K⁺ retention is indispensable for reducing drought-induced damage to the tea plant, and exogenous potassium (i.e., application of potassium fertilizer) is necessary to retain K⁺. Comparison between two cultivars, drought-tolerant Zhongcha #108 and drought-sensitive Ruanzhi oolong, revealed that a stronger ability to remove reactive oxygen species (ROS), increase plasma membrane H⁺- ATPase activity, and a negative membrane potential were the major factors that led to better K⁺ retention in Zhongcha #108 [41]. In a drought-tolerant tea cultivar called Taicha #12, the effect of outwardly rectifying potassium levels on K⁺ retention in mesophyll was relatively small, and non-selective cation channels (NSCC), which are activated by ROS, may have been the main path of K⁺ leakage in mesophyll under drought conditions [42].

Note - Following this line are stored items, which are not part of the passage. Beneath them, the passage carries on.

//! Owner and group resolution for installed files.
//!
//! Names resolve through the system user and group databases (NSS), so
//! users from LDAP or sssd work as well as local ones. Purely numeric
//! values are taken as ids without a lookup.
use std::path::Path;

use super::error::ResourceError;

/// Numeric ownership to apply; `None` leaves that id unchanged.
#[derive(Debug, Clone, Copy, PartialEq, Eq, Default)]
pub struct Ownership {
    /// User id.
    pub uid: Option<u32>,
    /// Group id.
    pub gid: Option<u32>,
}

impl Ownership {
    /// Resolve optional user and group names.
    ///
    /// # Errors
    ///
    /// Returns [`ResourceError::OwnershipChangeFailed`] for `target` if a name
    /// is unknown or the lookup itself fails.
    #[cfg(unix)]
    pub fn resolve(
        owner: Option<&str>,
        group: Option<&str>,
        target: &Path,
    ) -> Result<Self, ResourceError> {
        use nix::unistd::{Group, User};

        let failed = |reason: String| ResourceError::OwnershipChangeFailed {
            path: target.to_path_buf(),
            reason,
        };

        let uid = match owner {
            None => None,
            Some(name) => Some(match name.parse::<u32>() {
                Ok(id) => id,
                Err(_) => User::from_name(name)
                    .map_err(|e| failed(format!("looking up user '{name}': {e}")))?
                    .ok_or_else(|| failed(format!("unknown user '{name}'")))?
                    .uid
                    .as_raw(),
            }),
        };
        let gid = match group {
            None => None,
            Some(name) => Some(match name.parse::<u32>() {
                Ok(id) => id,
                Err(_) => Group::from_name(name)
                    .map_err(|e| failed(format!("looking up group '{name}': {e}")))?
                    .ok_or_else(|| failed(format!("unknown group '{name}'")))?
                    .gid
                    .as_raw(),
            }),
        };

        Ok(Self { uid, gid })
    }

    /// Only numeric ids can be resolved on this platform.
    ///
    /// # Errors
    ///
    /// Returns [`ResourceError::OwnershipChangeFailed`] for any name.
    #[cfg(not(unix))]
    pub fn resolve(
        owner: Option<&str>,
        group: Option<&str>,
        target: &Path,
    ) -> Result<Self, ResourceError> {
        let numeric = |value: Option<&str>| {
            value
                .map(|v| {
                    v.parse::<u32>()
                        .map_err(|_| ResourceError::OwnershipChangeFailed {
                            path: target.to_path_buf(),
                            reason: format!("cannot resolve '{v}' on this platform"),
                        })
                })
                .transpose()
        };
        Ok(Self {
            uid: numeric(owner)?,
            gid: numeric(group)?,
        })
    }

    /// Whether this ownership changes anything.
    #[must_use]
    pub const fn is_empty(&self) -> bool {
        self.uid.is_none() && self.gid.is_none()
    }

    /// Whether the file at `path` already has this ownership.
    ///
    /// # Errors
    ///
    /// Returns an error if `path` cannot be inspected.
    #[cfg(unix)]
    pub fn matches(&self, path: &Path) -> std::io::Result<bool> {
        use std::os::unix::fs::MetadataExt;
        let meta = std::fs::metadata(path)?;
        Ok(self.uid.is_none_or(|uid| uid == meta.uid())
            && self.gid.is_none_or(|gid| gid == meta.gid()))
    }

    /// Ownership is not tracked on this platform.
    ///
    /// # Errors
    ///
    /// Never fails.
    #[cfg(not(unix))]
    pub fn matches(&self, _path: &Path) -> std::io::Result<bool> {
        Ok(true)
    }

    /// Apply this ownership to `path`.
    ///
    /// `chown` clears setuid and setgid bits, so permissions must be set
    /// after this call.
    ///
    /// # Errors
    ///
    /// `EPERM` is reported as [`ResourceError::PermissionDenied`]; other
    /// failures as [`ResourceError::OwnershipChangeFailed`].
    #[cfg(unix)]
    pub fn apply(&self, path: &Path) -> Result<(), ResourceError> {
        use nix::errno::Errno;
        use nix::unistd::{Gid, Uid, chown};

        if self.is_empty() {
            return Ok(());
        }
        chown(
            path,
            self.uid.map(Uid::from_raw),
            self.gid.map(Gid::from_raw),
        )
        .map_err(|errno| match errno {
            Errno::EPERM | Errno::EACCES => ResourceError::PermissionDenied {
                path: path.to_path_buf(),
            },
            other => ResourceError::OwnershipChangeFailed {
                path: path.to_path_buf(),
                reason: other.desc().to_string(),
            },
        })
    }

    /// Ownership cannot be changed on this platform.
    ///
    /// # Errors
    ///
    /// Always returns [`ResourceError::OwnershipChangeFailed`] unless empty.
    #[cfg(not(unix))]
    pub fn apply(&self, path: &Path) -> Result<(), ResourceError> {
        if self.is_empty() {
            return Ok(());
        }
        Err(ResourceError::OwnershipChangeFailed {
            path: path.to_path_buf(),
            reason: "ownership is not supported on this platform".to_string(),
        })
    }
}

The research of Chen Linmu [43] also showed that stronger drought resistance correlates with higher K⁺ content in tea leaves and better K⁺ retention in mesophyll. Transcriptome analysis revealed that under drought stress, the tea plant controls K⁺ retention in mesophyll cells by regulating gene expression of potassium channels and potassium transporters. Considerable studies have proved that the high-affinity K⁺ (HAK)/K⁺ transporter (KT)/K⁺ uptake (KUP) transporters, which are potassium transporters (CsHAKs), dominate K⁺ acquisition and long-distance transport, especially under K⁺ constraints. Analysis of specific problems and expression patterns induced by multiple stress types implied that CsHAKs participate in K⁺ uptake and stress response in roots [44].

There is a mechanism behind K⁺’s ability to alleviate drought stress in the tea plant: external supplementation of potassium, in association with chlorides and amino acids, relieves drought stress [45]. After further exploration, Xianchen [43] found that under drought conditions, the supply of K⁺ causes lower Cl^- outflow, which benefits osmotic balance in mesophyll cells.

钾缺乏导致对感染的敏感性增加，尤其是真菌感染，这可归因于钾在植物韧皮部的初级代谢和运输中的作用Potassium deficiency results in increased susceptibility to infection, especially by fungi, which can be attributed to the role of potassium in primary metabolism and transport in the phloem of plants [ 46 ]。充足的钾供应有助于提高病原体耐受性，但在某些情况下，昆虫和坏死性病原体不太可能攻击缺钾植物. An adequate supply of potassium helps with pathogen tolerance, but in some cases, insects and necrotrophic pathogens are less likely to attack plants with potassium deficiency [ 47 ]，这可能是由于低钾导致茉莉酸及其衍生物增加所致，它们的作用是作为系统中的触发器来防御动物和昆虫which may be caused by low potassium induced increases in jasmonic acid and its derivatives, which act as a trigger in the system to defend against animals and insects  [ 48 ]。.

缺钾茶树生长缓慢，易感染Tea plants lacking potassium grow slowly, and are susceptible to Exobasidium v​​exans、炭疽病、茶褐枯病等exans, anthrax, tea brown blight, etc. [ 49 ]。增加钾肥的施用量，可以降低炭疽病、白斑病和茶褐枯病的发生率，提高整体抗病能力。至于提高抗性的原因，可能是较高的钾含量促进了酚类化合物和过氧化物酶等有机物质的形成，这些物质在茶树中充当植物毒素，抑制病原体的生长、繁殖和传播. Increasing the application of potassium fertilizer can reduce the incidence of anthrax, Pestalotia theae and tea brown blight, and improve overall disease resistance. As for the reason behind improved resistance, it may be that a higher level of potassium facilitates the formation of organic substances such as phenolic compounds and peroxidases, which serve as phytotoxins in the tea plant to inhibit the growth, reproduction and spread of pathogens [ 50 ]。.

Sudoi [ 51 ] found that 发现氮磷钾（NPK）肥料可以诱导茶树对螨虫的耐受性。在控制茶叶中的根结线虫方面，nitrogen–phosphorous–potassium (NPK) fertilizers can induce the tea plant’s tolerance to mites. In the control of root-knot nematode in tea, Kamunya 等人。et al. [ 52 ] 观察到钾处理两年后，不规则圆形根的数量减少了observed that the number 44%。修剪与以 1:2 的比例施用氮和钾相结合，可以极大地保护茶树免受虫洞攻击 [of irregularly rounded roots 53decreased ]。喷洒尿素和by 1% 钾盐的混合物可以控制 Cephaleuros parasiticus Karst，这是一种导致红锈病的藻类病原体 44% after two years of potassium treatment. Pruning combined with nitrogen and potassium application in a 1:2 ratio can greatly protect the tea plant from wormhole attack  [ 53 ]。.